What the No-Action Letter Landscape Tells Us About Preparing for 2026

Here’s the intro from this “Cooley Alert” penned by Brad Goldberg, Beth Sasfai, Reid Hooper, Michael Mencher, Justin Kisner and Stephanie Gambino:

“The 2025 proxy season marked a turning point in the SEC’s administration of shareholder proposals. Over the course of the season, the staff of the Division of Corporation Finance (staff) received a significant increase in no-action requests under Rule 14a-8 of the Securities Exchange Act of 1934, as amended (Rule 14a-8), granted relief to nearly 70% of requests and, under newly issued Staff Legal Bulletin 14M (SLB 14M), rescinded perceived proponent-friendly guidance in place since 2021.

The guidance issued in SLB 14M reverses approximately four years of staff guidance and no-action letter precedent, which had effectively changed how the staff reviewed and analyzed whether shareholder proposals were eligible for exclusion from proxy materials under Rule 14a-8.

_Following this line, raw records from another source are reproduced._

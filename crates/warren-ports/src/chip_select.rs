use std::cell::RefCell;
use std::collections::HashMap;
use std::rc::Rc;

use crate::{BindingError, BindingHints, ConnectionInfo, ProtocolKind};

/// Hint carrying the select line a slave is wired to.
pub const CHIP_SELECT_HINT: &str = "cs";

/// A full-duplex transfer. The master fills `send_data`; the slave consumes it with
/// [`ChipSelectFrame::send_pop`] and answers through [`ChipSelectFrame::recv_push`].
#[derive(Debug, Clone, Default, PartialEq, Eq)]
pub struct ChipSelectFrame {
    send_data: Vec<u8>,
    recv_data: Vec<u8>,
    send_idx: usize,
}

impl ChipSelectFrame {
    pub fn new(data: impl Into<Vec<u8>>) -> Self {
        Self {
            send_data: data.into(),
            ..Self::default()
        }
    }

    pub fn send_data(&self) -> &[u8] {
        &self.send_data
    }

    pub fn recv_data(&self) -> &[u8] {
        &self.recv_data
    }

    /// Next byte from the master, or 0 once everything has been consumed.
    pub fn send_pop(&mut self) -> u8 {
        match self.send_data.get(self.send_idx) {
            Some(&byte) => {
                self.send_idx += 1;
                byte
            }
            None => {
                tracing::debug!("chip-select frame: send data underflow");
                0
            }
        }
    }

    pub fn send_remaining(&self) -> usize {
        self.send_data.len() - self.send_idx
    }

    pub fn send_is_empty(&self) -> bool {
        self.send_remaining() == 0
    }

    /// Marks every remaining byte as consumed.
    pub fn send_clear(&mut self) {
        self.send_idx = self.send_data.len();
    }

    /// Appends a response byte. A slave never answers with more bytes than were sent; extra
    /// bytes are dropped.
    pub fn recv_push(&mut self, byte: u8) {
        if self.recv_data.len() >= self.send_data.len() {
            tracing::debug!("chip-select frame: slave answered with more data than sent, dropping");
            return;
        }
        self.recv_data.push(byte);
    }

    pub fn clear(&mut self) {
        self.send_data.clear();
        self.recv_data.clear();
        self.send_idx = 0;
    }

    fn pad_response(&mut self) {
        if self.recv_data.len() < self.send_data.len() {
            tracing::debug!(
                sent = self.send_data.len(),
                received = self.recv_data.len(),
                "chip-select slave did not respond with enough data, padding"
            );
            self.recv_data.resize(self.send_data.len(), 0);
        }
    }
}

pub trait ChipSelectSlave {
    fn transfer(&mut self, frame: &mut ChipSelectFrame);

    fn select(&mut self) {}

    fn deselect(&mut self) {}
}

pub type ChipSelectSlaveRef = Rc<RefCell<dyn ChipSelectSlave>>;

#[derive(Default)]
struct MasterTable {
    slaves: Vec<ChipSelectSlaveRef>,
    index_by_cs: HashMap<u32, usize>,
    selected: Option<(u32, usize)>,
}

/// Master side of a chip-select bus.
///
/// Select lines are supplied by the binding (`cs` hint) rather than declared by slaves. Frames go
/// either to an explicit select line ([`ChipSelectMaster::send_to`]) or to whichever slave is
/// currently selected ([`ChipSelectMaster::transfer`]).
#[derive(Clone)]
pub struct ChipSelectMaster {
    name: Rc<str>,
    table: Rc<RefCell<MasterTable>>,
}

impl ChipSelectMaster {
    pub fn new(name: impl Into<String>) -> Self {
        let name: String = name.into();
        Self {
            name: Rc::from(name),
            table: Rc::default(),
        }
    }

    pub fn name(&self) -> &str {
        &self.name
    }

    pub fn slave_index(&self, cs: u32) -> Option<usize> {
        self.table.borrow().index_by_cs.get(&cs).copied()
    }

    pub fn slave_count(&self) -> usize {
        self.table.borrow().slaves.len()
    }

    /// Select line currently asserted, if any.
    pub fn selected(&self) -> Option<u32> {
        self.table.borrow().selected.map(|(cs, _)| cs)
    }

    fn register(&self, cs: u32, slave: ChipSelectSlaveRef) -> usize {
        let mut table = self.table.borrow_mut();
        let index = table.slaves.len();
        table.slaves.push(slave);
        table.index_by_cs.insert(cs, index);
        index
    }

    fn lookup(&self, cs: u32) -> Option<(usize, ChipSelectSlaveRef)> {
        let table = self.table.borrow();
        let index = *table.index_by_cs.get(&cs)?;
        Some((index, table.slaves[index].clone()))
    }

    /// Asserts `cs`, deasserting any other line first. Unknown lines are ignored.
    pub fn select(&self, cs: u32) -> bool {
        let Some((index, slave)) = self.lookup(cs) else {
            tracing::debug!(master = %self.name, cs, "select of unknown chip-select slave");
            return false;
        };
        if self.selected() == Some(cs) {
            return true;
        }
        self.deselect();
        self.table.borrow_mut().selected = Some((cs, index));
        slave.borrow_mut().select();
        true
    }

    pub fn deselect(&self) {
        let previous = {
            let mut table = self.table.borrow_mut();
            table
                .selected
                .take()
                .map(|(_, index)| table.slaves[index].clone())
        };
        if let Some(slave) = previous {
            slave.borrow_mut().deselect();
        }
    }

    /// Exchanges `frame` with the selected slave. Without a selection the frame is left as is.
    pub fn transfer(&self, frame: &mut ChipSelectFrame) -> bool {
        let slave = {
            let table = self.table.borrow();
            table.selected.map(|(_, index)| table.slaves[index].clone())
        };
        match slave {
            Some(slave) => {
                Self::exchange(&slave, frame);
                true
            }
            None => {
                tracing::debug!(master = %self.name, "chip-select transfer with no slave selected");
                false
            }
        }
    }

    /// Exchanges `frame` with the slave on `cs` without touching the current selection.
    pub fn send_to(&self, frame: &mut ChipSelectFrame, cs: u32) -> bool {
        match self.lookup(cs) {
            Some((_, slave)) => {
                Self::exchange(&slave, frame);
                true
            }
            None => {
                tracing::debug!(master = %self.name, cs, "frame sent to unknown chip-select slave");
                false
            }
        }
    }

    fn exchange(slave: &ChipSelectSlaveRef, frame: &mut ChipSelectFrame) {
        slave.borrow_mut().transfer(frame);
        frame.pad_response();
    }
}

/// Negotiation state of a chip-select port.
#[derive(Clone)]
pub enum ChipSelectStrategy {
    Master(ChipSelectMaster),
    Slave(ChipSelectSlaveRef),
}

impl ChipSelectStrategy {
    pub fn mode(&self) -> &'static str {
        match self {
            ChipSelectStrategy::Master(_) => "master",
            ChipSelectStrategy::Slave(_) => "slave",
        }
    }

    pub(crate) fn bind_peer(
        &self,
        peer: &Self,
        hints: &BindingHints,
    ) -> Result<ConnectionInfo, BindingError> {
        let (master, slave) = match (self, peer) {
            (ChipSelectStrategy::Master(master), ChipSelectStrategy::Slave(slave))
            | (ChipSelectStrategy::Slave(slave), ChipSelectStrategy::Master(master)) => {
                (master, slave)
            }
            _ => {
                return Err(BindingError::SameMode {
                    protocol: ProtocolKind::ChipSelect,
                    mode: self.mode(),
                })
            }
        };

        let raw = hints.scalar(CHIP_SELECT_HINT)?;
        let cs = u32::try_from(raw).map_err(|_| BindingError::MalformedHint {
            key: CHIP_SELECT_HINT,
            value: raw.to_string(),
        })?;
        if master.slave_index(cs).is_some() {
            return Err(BindingError::DuplicateChipSelect { cs });
        }
        master.register(cs, slave.clone());

        let mut info = ConnectionInfo::new();
        info.add("chip select", cs);
        Ok(info)
    }

    pub(crate) fn bind_hierarchical(&self, parent: &Self) -> Result<ConnectionInfo, BindingError> {
        if self.mode() != parent.mode() {
            return Err(BindingError::HierarchicalTypeMismatch {
                protocol: ProtocolKind::ChipSelect,
                child: self.mode(),
                parent: parent.mode(),
            });
        }
        Err(BindingError::HierarchicalUnsupported {
            protocol: ProtocolKind::ChipSelect,
            mode: self.mode(),
        })
    }
}
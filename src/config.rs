// Copyright (c) 2025 Kevin Thomas
// Licensed under the MIT License. See LICENSE file in the project root for full license information.

//! Protocol timing constants and decoder capacities.
//!
//! This module collects every tunable of the decoder in one place:
//! - Per-protocol unit widths (the base duration all mark/space widths are
//!   multiples of)
//! - Frame-tail silence timeouts
//! - Watchdog cadence and staleness limit
//! - Frame buffer capacity
//!
//! # Timing Summary
//!
//! | Constant | Value | Derivation |
//! |----------|-------|------------|
//! | `NEC_UNIT` | 562 µs | NEC base pulse width |
//! | `AEHA_UNIT` | 425 µs | AEHA base pulse width |
//! | `SONY_UNIT` | 600 µs | SONY base pulse width |
//! | `NEC_TAIL_TIMEOUT` | 2810 µs | 5 NEC units of silence |
//! | `AEHA_TAIL_TIMEOUT` | 2125 µs | 5 AEHA units of silence |
//! | `SONY_TAIL_TIMEOUT` | 2400 µs | 4 SONY units of silence |

use embassy_time::Duration;

/// NEC protocol unit width (one base pulse).
pub const NEC_UNIT: Duration = Duration::from_micros(562);

/// AEHA protocol unit width (one base pulse).
pub const AEHA_UNIT: Duration = Duration::from_micros(425);

/// SONY protocol unit width (one base pulse).
pub const SONY_UNIT: Duration = Duration::from_micros(600);

/// Narrowest mark that can open any leader; anything shorter is noise.
pub const MIN_LEADER_WIDTH: Duration = Duration::from_micros(150);

/// Silence after the last NEC bit that ends the frame (5 units).
pub const NEC_TAIL_TIMEOUT: Duration = Duration::from_micros(5 * 562);

/// Silence after the last AEHA bit that ends the frame (5 units).
pub const AEHA_TAIL_TIMEOUT: Duration = Duration::from_micros(5 * 425);

/// Default silence after the last SONY bit that ends the frame (4 units).
///
/// SONY frame length varies by remote model (12, 15 or 20 bits) and is not
/// bounded by the decoder, so frame completion relies entirely on this
/// timeout. Remotes with unusual inter-bit gaps can override it through
/// [`Config::sony_tail_timeout`](crate::Config).
pub const SONY_TAIL_TIMEOUT: Duration = Duration::from_micros(4 * 600);

/// Interval at which the watchdog entry point is expected to be invoked.
pub const WATCHDOG_PERIOD: Duration = Duration::from_millis(10);

/// Watchdog ticks of continuous partial activity before a forced reset
/// (50 ticks at 10 ms, roughly 500 ms).
pub const WATCHDOG_LIMIT: u32 = 50;

/// Frame buffer capacity in bytes.
pub const FRAME_CAPACITY_BYTES: usize = 32;

/// Frame buffer capacity in bits; writes past this limit are dropped.
pub const FRAME_CAPACITY_BITS: usize = FRAME_CAPACITY_BYTES * 8;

Although the staff began applying the principles of SLB 14M during the 2025 proxy season, the true impact of SLB 14M and how it will shape future proxy seasons is largely unknown. The 2025 proxy season has provided a preview of what might be on the horizon, but many uncertainties remain about how the staff will apply SLB 14M, especially now that it has had more time to evaluate its application to various arguments for exclusion of shareholder proposals under Rule 14a-8.”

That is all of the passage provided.